[Task statement]
Scan the entries below and return each line that contains "match".

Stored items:

━━━━━━━━

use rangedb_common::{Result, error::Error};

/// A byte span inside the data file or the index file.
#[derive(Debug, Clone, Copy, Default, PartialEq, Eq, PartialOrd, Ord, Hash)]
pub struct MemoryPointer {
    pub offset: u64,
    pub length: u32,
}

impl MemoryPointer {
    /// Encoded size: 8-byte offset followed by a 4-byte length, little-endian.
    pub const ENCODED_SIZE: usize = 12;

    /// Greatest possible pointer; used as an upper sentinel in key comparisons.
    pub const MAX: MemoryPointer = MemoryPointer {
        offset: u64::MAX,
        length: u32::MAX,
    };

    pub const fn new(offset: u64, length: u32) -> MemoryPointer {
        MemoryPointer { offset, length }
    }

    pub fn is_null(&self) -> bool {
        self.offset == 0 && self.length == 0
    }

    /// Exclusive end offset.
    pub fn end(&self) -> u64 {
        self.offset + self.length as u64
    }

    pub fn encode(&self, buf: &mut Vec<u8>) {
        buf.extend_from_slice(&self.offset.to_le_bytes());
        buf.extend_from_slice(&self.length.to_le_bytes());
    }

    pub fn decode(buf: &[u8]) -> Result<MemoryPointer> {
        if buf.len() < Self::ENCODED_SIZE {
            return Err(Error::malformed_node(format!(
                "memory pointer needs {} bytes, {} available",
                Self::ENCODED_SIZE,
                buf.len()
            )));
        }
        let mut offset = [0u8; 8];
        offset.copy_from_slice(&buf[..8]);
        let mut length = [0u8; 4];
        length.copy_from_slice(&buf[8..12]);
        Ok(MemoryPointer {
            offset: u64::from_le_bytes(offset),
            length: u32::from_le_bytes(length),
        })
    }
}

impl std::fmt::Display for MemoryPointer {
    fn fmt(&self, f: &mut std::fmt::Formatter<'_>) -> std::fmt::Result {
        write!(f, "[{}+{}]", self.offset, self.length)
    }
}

━━━━━━━━

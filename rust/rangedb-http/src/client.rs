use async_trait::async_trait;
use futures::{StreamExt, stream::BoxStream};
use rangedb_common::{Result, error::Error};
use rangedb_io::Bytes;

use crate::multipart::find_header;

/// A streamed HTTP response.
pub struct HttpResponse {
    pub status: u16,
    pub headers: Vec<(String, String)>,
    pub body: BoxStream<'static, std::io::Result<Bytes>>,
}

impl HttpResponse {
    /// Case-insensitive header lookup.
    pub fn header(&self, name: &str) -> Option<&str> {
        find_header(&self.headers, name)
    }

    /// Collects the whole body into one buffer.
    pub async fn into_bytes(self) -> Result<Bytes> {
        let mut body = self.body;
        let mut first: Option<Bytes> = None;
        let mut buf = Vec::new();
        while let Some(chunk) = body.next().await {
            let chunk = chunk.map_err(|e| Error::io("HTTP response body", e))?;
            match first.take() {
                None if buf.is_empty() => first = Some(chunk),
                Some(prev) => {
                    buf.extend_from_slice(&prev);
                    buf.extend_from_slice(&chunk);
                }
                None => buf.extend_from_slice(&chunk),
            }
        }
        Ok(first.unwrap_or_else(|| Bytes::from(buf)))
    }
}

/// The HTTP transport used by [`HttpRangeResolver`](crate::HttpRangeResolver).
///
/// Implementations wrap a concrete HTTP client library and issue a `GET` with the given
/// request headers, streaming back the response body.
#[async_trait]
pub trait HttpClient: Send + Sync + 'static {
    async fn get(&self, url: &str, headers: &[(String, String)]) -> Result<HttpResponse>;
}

━━━━━━━━

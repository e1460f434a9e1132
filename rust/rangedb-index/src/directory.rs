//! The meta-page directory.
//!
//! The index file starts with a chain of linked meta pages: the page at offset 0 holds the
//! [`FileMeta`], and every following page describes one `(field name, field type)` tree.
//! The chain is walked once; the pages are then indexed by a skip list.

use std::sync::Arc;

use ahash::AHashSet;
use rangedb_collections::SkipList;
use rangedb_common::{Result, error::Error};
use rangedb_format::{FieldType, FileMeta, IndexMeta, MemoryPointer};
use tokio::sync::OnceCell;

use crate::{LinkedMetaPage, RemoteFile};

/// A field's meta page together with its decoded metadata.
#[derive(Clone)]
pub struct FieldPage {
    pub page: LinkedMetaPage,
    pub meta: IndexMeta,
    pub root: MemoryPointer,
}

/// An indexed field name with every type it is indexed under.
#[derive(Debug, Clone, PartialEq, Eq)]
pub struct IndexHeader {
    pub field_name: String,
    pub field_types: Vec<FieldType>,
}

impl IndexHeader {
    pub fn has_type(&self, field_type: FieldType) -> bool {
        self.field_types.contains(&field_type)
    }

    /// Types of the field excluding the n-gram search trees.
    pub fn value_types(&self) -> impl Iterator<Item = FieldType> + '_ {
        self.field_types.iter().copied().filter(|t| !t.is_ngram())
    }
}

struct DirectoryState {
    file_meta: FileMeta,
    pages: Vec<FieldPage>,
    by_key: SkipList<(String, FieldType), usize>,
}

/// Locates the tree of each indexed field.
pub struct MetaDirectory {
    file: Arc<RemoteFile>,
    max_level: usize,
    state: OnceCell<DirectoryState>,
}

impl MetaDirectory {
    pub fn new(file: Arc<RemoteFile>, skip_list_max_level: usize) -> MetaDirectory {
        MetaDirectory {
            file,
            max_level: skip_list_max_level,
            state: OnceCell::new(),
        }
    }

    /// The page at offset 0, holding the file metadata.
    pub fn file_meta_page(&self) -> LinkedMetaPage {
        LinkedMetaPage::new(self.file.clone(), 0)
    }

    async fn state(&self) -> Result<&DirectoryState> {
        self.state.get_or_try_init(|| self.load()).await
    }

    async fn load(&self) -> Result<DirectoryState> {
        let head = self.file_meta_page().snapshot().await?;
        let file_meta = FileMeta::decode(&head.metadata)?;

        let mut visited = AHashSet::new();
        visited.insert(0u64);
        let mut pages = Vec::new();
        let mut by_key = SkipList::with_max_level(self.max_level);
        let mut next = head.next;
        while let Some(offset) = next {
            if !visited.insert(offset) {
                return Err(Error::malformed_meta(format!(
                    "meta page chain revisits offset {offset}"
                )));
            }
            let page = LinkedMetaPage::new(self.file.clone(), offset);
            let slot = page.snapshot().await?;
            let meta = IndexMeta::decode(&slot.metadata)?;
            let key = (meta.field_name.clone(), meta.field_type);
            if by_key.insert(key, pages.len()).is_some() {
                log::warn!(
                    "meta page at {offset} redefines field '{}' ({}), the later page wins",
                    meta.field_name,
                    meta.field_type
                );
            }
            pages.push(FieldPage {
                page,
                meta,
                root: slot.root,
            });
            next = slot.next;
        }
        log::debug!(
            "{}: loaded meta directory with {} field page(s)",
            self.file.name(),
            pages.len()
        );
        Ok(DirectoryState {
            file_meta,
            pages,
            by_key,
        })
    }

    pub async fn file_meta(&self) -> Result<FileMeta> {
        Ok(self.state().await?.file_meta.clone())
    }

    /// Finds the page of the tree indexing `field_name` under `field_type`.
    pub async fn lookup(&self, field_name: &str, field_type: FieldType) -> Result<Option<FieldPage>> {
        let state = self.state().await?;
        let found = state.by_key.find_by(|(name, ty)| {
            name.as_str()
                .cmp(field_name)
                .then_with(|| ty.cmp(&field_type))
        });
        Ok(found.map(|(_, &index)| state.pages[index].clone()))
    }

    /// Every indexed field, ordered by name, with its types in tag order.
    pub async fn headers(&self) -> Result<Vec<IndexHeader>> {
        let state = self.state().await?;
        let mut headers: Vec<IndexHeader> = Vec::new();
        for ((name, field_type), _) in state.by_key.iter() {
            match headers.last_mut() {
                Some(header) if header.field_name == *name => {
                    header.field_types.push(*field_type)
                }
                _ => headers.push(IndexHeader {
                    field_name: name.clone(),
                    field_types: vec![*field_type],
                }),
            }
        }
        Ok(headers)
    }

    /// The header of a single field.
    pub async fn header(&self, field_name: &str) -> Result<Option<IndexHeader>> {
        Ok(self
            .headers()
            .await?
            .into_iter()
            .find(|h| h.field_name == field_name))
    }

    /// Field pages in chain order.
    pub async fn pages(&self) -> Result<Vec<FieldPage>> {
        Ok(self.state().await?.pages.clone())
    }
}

━━━━━━━━

[Exercise output]
            match first.take() {
            match headers.last_mut() {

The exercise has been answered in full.